- _PROBLEM STATEMENT_:
Only the lines with the string "index" are needed; return each of them from the entries below.

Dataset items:
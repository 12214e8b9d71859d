//! Field-mapping adapter between dataset exports and the record model.
//!
//! Historical exports disagree on key names (`category` vs `primary_category`
//! vs `enhanced_category`, `app` vs `app_name`, ...). A [`FieldMapping`] lists,
//! for every canonical field, the source keys to try in order. The engine only
//! ever sees normalized [`ReviewRecord`]s.

use super::normalize::{
    normalize_count, normalize_date, normalize_flag, normalize_label, normalize_rating,
    normalize_score, normalize_year,
};
use crate::core::{Error, Result, ReviewRecord, Sentiment};
use serde::{Deserialize, Serialize};
use serde_json::{Map, Value};
use std::collections::BTreeMap;

/// Named mapping presets for the known dataset exports.
#[derive(
    Debug, Clone, Copy, PartialEq, Eq, Serialize, Deserialize, Default, clap::ValueEnum,
)]
#[serde(rename_all = "lowercase")]
pub enum MappingPreset {
    /// snake_case dashboard bundle (`app_name`, `claude_sentiment`, ...)
    #[default]
    Dashboard,
    /// enhanced CSV export (`enhanced_category`, `enhanced_primary_focus`)
    Enhanced,
    /// early exports (`app`, `category`, `review`)
    Legacy,
}

impl MappingPreset {
    pub fn mapping(&self) -> FieldMapping {
        match self {
            Self::Dashboard => FieldMapping::dashboard(),
            Self::Enhanced => FieldMapping::enhanced(),
            Self::Legacy => FieldMapping::legacy(),
        }
    }
}

/// Source keys for every canonical record field, tried in order.
#[derive(Debug, Clone, PartialEq, Eq, Serialize, Deserialize)]
pub struct FieldMapping {
    pub id: Vec<String>,
    pub app_name: Vec<String>,
    pub platform: Vec<String>,
    pub rating: Vec<String>,
    pub sentiment: Vec<String>,
    pub date: Vec<String>,
    pub year: Vec<String>,
    pub primary_category: Vec<String>,
    pub final_category: Vec<String>,
    pub category_type: Vec<String>,
    pub customer_service_impact: Vec<String>,
    pub technical_severity: Vec<String>,
    pub text: Vec<String>,
    pub helpful_votes: Vec<String>,
    pub actionable_by: Vec<String>,
    /// Rewrites applied to category-type values (e.g. `APP-RELATED` -> `App-Related`).
    #[serde(default)]
    pub category_type_values: BTreeMap<String, String>,
}

fn keys(names: &[&str]) -> Vec<String> {
    names.iter().map(|s| s.to_string()).collect()
}

impl Default for FieldMapping {
    fn default() -> Self {
        Self::dashboard()
    }
}

impl FieldMapping {
    pub fn dashboard() -> Self {
        Self {
            id: keys(&["review_id", "id"]),
            app_name: keys(&["app_name"]),
            platform: keys(&["platform"]),
            rating: keys(&["rating"]),
            sentiment: keys(&["claude_sentiment", "sentiment"]),
            date: keys(&["date"]),
            year: keys(&["year"]),
            primary_category: keys(&["primary_category"]),
            final_category: keys(&["final_category"]),
            category_type: keys(&["category_type"]),
            customer_service_impact: keys(&["customer_service_impact"]),
            technical_severity: keys(&["technical_severity"]),
            text: keys(&["text"]),
            helpful_votes: keys(&["thumbs_up", "helpful_votes"]),
            actionable_by: keys(&["actionable_by"]),
            category_type_values: BTreeMap::new(),
        }
    }

    pub fn enhanced() -> Self {
        let mut category_type_values = BTreeMap::new();
        category_type_values.insert("APP-RELATED".to_string(), "App-Related".to_string());
        category_type_values.insert("SERVICE-RELATED".to_string(), "Service-Related".to_string());
        category_type_values.insert("GENERAL".to_string(), "General".to_string());

        Self {
            primary_category: keys(&["enhanced_category", "primary_category"]),
            final_category: keys(&["enhanced_category", "final_category"]),
            category_type: keys(&["enhanced_primary_focus", "category_type"]),
            category_type_values,
            ..Self::dashboard()
        }
    }

    pub fn legacy() -> Self {
        Self {
            app_name: keys(&["app", "app_name"]),
            primary_category: keys(&["category", "primary_category"]),
            final_category: keys(&["final_category", "category"]),
            text: keys(&["review", "text"]),
            ..Self::dashboard()
        }
    }

    /// Replace the source keys of one canonical field.
    pub fn override_field(&mut self, field: &str, source_keys: Vec<String>) -> Result<()> {
        let slot = match field {
            "id" => &mut self.id,
            "app_name" => &mut self.app_name,
            "platform" => &mut self.platform,
            "rating" => &mut self.rating,
            "sentiment" => &mut self.sentiment,
            "date" => &mut self.date,
            "year" => &mut self.year,
            "primary_category" => &mut self.primary_category,
            "final_category" => &mut self.final_category,
            "category_type" => &mut self.category_type,
            "customer_service_impact" => &mut self.customer_service_impact,
            "technical_severity" => &mut self.technical_severity,
            "text" => &mut self.text,
            "helpful_votes" => &mut self.helpful_votes,
            "actionable_by" => &mut self.actionable_by,
            other => {
                return Err(Error::Configuration(format!(
                    "unknown mapping field '{other}'"
                )))
            }
        };
        if source_keys.is_empty() {
            return Err(Error::Configuration(format!(
                "mapping for '{field}' needs at least one source key"
            )));
        }
        *slot = source_keys;
        Ok(())
    }

    /// Whether the row carries a non-blank record id.
    pub fn has_id(&self, row: &Map<String, Value>) -> bool {
        !normalize_label(lookup(row, &self.id)).trim().is_empty()
    }

    /// Convert one raw dataset row into a normalized record.
    pub fn to_record(&self, row: &Map<String, Value>, index: usize) -> ReviewRecord {
        let get = |names: &[String]| lookup(row, names);

        let id = normalize_label(get(&self.id));
        let id = if id.is_empty() {
            format!("row-{index}")
        } else {
            id
        };

        let category_type = normalize_label(get(&self.category_type));
        let category_type = self
            .category_type_values
            .get(&category_type)
            .cloned()
            .unwrap_or(category_type);

        let actionable_by = normalize_label(get(&self.actionable_by));

        ReviewRecord {
            id,
            app_name: normalize_label(get(&self.app_name)),
            platform: normalize_label(get(&self.platform)),
            rating: normalize_rating(get(&self.rating)),
            sentiment: Sentiment::parse(&normalize_label(get(&self.sentiment))),
            date: normalize_date(get(&self.date)),
            year: normalize_year(get(&self.year)),
            primary_category: normalize_label(get(&self.primary_category)),
            final_category: normalize_label(get(&self.final_category)),
            category_type,
            customer_service_impact: normalize_flag(get(&self.customer_service_impact)),
            technical_severity: normalize_score(get(&self.technical_severity)),
            text: normalize_label(get(&self.text)),
            helpful_votes: normalize_count(get(&self.helpful_votes)),
            actionable_by: (!actionable_by.is_empty()).then_some(actionable_by),
        }
    }
}

/// First present, non-null value among `names`.
fn lookup<'v>(row: &'v Map<String, Value>, names: &[String]) -> Option<&'v Value> {
    names
        .iter()
        .filter_map(|name| row.get(name))
        .find(|value| !value.is_null())
}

- _SOLUTION TO THIS PROBLEM_:
    pub fn to_record(&self, row: &Map<String, Value>, index: usize) -> ReviewRecord {
            format!("row-{index}")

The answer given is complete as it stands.